» **Aim of the exercise**
Among the records that follow, find the line with "use libfuzzer_sys::fuzz_target;" and the line with "assert!(next.remaining(now) <= lockout);". Set down those lines and all lines between them exactly, without adding anything.

» **Record excerpts**

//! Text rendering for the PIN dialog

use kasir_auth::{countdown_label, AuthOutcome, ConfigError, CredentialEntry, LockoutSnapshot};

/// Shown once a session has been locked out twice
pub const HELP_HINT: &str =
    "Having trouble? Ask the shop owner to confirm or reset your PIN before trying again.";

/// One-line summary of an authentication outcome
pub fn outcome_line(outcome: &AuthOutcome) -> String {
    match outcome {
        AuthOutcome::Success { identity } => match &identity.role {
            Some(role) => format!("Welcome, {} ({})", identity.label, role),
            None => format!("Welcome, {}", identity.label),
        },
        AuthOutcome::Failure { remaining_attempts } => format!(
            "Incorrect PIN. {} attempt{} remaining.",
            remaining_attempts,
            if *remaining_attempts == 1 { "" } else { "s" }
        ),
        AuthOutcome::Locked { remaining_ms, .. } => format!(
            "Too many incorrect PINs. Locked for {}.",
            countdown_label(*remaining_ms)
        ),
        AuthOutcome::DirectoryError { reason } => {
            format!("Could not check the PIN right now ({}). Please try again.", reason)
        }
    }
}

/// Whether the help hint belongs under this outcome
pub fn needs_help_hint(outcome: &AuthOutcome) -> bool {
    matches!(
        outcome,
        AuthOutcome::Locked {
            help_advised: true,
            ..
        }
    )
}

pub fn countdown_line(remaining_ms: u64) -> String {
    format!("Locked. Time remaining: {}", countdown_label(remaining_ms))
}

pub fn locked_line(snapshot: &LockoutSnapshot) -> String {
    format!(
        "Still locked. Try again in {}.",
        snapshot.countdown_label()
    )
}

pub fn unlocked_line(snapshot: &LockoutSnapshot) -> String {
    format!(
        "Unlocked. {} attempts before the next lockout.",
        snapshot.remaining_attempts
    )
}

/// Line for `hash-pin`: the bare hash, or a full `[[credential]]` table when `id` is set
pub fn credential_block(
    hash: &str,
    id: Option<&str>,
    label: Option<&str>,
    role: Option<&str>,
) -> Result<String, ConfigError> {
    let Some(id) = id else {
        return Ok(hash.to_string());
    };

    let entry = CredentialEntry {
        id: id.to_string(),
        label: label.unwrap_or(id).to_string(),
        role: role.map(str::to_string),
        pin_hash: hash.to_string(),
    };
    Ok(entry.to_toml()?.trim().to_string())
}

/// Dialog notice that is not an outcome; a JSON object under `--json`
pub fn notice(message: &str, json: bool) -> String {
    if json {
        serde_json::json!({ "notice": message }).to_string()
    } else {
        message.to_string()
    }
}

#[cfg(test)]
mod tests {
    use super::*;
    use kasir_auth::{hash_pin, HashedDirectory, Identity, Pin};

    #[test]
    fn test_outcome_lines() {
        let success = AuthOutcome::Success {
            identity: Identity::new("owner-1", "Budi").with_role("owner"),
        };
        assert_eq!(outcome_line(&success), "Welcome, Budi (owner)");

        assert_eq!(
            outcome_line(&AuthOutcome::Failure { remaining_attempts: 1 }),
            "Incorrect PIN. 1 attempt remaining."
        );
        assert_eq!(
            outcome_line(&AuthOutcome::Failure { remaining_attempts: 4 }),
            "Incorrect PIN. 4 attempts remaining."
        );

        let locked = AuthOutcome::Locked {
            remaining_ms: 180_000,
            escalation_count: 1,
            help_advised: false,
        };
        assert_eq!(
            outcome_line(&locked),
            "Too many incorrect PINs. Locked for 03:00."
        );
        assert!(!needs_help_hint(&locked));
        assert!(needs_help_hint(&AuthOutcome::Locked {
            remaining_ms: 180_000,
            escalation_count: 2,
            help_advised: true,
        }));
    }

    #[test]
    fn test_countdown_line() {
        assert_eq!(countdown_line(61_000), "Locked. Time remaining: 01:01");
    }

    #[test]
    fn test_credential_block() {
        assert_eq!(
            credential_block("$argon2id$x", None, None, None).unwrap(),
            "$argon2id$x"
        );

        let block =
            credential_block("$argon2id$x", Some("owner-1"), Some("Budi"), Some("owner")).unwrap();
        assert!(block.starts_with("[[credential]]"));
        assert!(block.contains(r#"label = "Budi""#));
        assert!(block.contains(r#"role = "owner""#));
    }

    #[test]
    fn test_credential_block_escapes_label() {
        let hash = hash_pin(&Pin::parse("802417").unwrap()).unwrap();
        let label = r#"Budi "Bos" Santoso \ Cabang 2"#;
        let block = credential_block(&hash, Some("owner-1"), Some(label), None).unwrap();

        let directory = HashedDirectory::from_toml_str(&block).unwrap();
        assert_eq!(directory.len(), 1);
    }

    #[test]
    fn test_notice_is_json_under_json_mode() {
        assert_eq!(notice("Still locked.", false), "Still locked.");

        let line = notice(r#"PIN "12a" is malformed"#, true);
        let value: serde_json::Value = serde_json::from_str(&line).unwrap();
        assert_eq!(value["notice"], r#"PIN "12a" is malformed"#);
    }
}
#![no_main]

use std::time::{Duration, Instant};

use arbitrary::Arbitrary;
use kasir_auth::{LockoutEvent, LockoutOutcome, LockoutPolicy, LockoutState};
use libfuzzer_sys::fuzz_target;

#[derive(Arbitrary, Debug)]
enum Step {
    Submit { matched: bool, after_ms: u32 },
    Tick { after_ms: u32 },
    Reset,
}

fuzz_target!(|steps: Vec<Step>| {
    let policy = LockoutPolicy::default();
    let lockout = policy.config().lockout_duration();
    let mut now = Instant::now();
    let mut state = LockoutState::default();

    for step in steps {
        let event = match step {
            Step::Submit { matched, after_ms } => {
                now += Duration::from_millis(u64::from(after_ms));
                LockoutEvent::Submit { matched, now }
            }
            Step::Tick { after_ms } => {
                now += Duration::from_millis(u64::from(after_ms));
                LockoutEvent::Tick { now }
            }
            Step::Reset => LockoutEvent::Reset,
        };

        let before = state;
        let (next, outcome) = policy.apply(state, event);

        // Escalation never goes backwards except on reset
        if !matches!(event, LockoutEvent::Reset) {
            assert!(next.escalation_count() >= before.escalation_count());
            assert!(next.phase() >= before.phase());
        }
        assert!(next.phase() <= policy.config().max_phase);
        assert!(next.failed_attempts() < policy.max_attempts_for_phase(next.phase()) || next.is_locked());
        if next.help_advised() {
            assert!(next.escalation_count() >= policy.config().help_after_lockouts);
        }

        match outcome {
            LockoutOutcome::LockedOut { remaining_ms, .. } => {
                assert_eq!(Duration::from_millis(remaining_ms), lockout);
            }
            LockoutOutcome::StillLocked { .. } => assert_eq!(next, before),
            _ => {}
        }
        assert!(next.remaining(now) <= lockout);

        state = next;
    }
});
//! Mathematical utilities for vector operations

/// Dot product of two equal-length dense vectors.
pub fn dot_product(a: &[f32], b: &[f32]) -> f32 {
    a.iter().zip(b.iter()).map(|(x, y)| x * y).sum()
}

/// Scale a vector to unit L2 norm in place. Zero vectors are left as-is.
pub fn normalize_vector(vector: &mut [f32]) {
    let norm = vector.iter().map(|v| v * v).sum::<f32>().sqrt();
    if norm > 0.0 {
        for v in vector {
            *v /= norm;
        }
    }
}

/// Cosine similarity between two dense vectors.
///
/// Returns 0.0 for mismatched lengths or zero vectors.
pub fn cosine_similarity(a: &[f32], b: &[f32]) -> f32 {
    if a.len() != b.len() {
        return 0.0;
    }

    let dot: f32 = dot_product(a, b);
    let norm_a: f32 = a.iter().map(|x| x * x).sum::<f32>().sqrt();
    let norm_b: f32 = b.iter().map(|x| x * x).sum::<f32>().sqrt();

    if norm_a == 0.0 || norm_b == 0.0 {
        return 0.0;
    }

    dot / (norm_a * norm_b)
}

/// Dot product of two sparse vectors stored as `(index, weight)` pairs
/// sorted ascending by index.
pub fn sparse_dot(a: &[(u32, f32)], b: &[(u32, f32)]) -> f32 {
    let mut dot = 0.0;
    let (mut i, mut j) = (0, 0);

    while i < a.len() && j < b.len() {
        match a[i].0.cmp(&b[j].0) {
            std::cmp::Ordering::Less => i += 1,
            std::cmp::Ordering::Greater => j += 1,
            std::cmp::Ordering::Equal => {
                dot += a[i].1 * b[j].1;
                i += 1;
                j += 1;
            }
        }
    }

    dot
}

» **Response**
use libfuzzer_sys::fuzz_target;

#[derive(Arbitrary, Debug)]
enum Step {
    Submit { matched: bool, after_ms: u32 },
    Tick { after_ms: u32 },
    Reset,
}

fuzz_target!(|steps: Vec<Step>| {
    let policy = LockoutPolicy::default();
    let lockout = policy.config().lockout_duration();
    let mut now = Instant::now();
    let mut state = LockoutState::default();

    for step in steps {
        let event = match step {
            Step::Submit { matched, after_ms } => {
                now += Duration::from_millis(u64::from(after_ms));
                LockoutEvent::Submit { matched, now }
            }
            Step::Tick { after_ms } => {
                now += Duration::from_millis(u64::from(after_ms));
                LockoutEvent::Tick { now }
            }
            Step::Reset => LockoutEvent::Reset,
        };

        let before = state;
        let (next, outcome) = policy.apply(state, event);

        // Escalation never goes backwards except on reset
        if !matches!(event, LockoutEvent::Reset) {
            assert!(next.escalation_count() >= before.escalation_count());
            assert!(next.phase() >= before.phase());
        }
        assert!(next.phase() <= policy.config().max_phase);
        assert!(next.failed_attempts() < policy.max_attempts_for_phase(next.phase()) || next.is_locked());
        if next.help_advised() {
            assert!(next.escalation_count() >= policy.config().help_after_lockouts);
        }

        match outcome {
            LockoutOutcome::LockedOut { remaining_ms, .. } => {
                assert_eq!(Duration::from_millis(remaining_ms), lockout);
            }
            LockoutOutcome::StillLocked { .. } => assert_eq!(next, before),
            _ => {}
        }
        assert!(next.remaining(now) <= lockout);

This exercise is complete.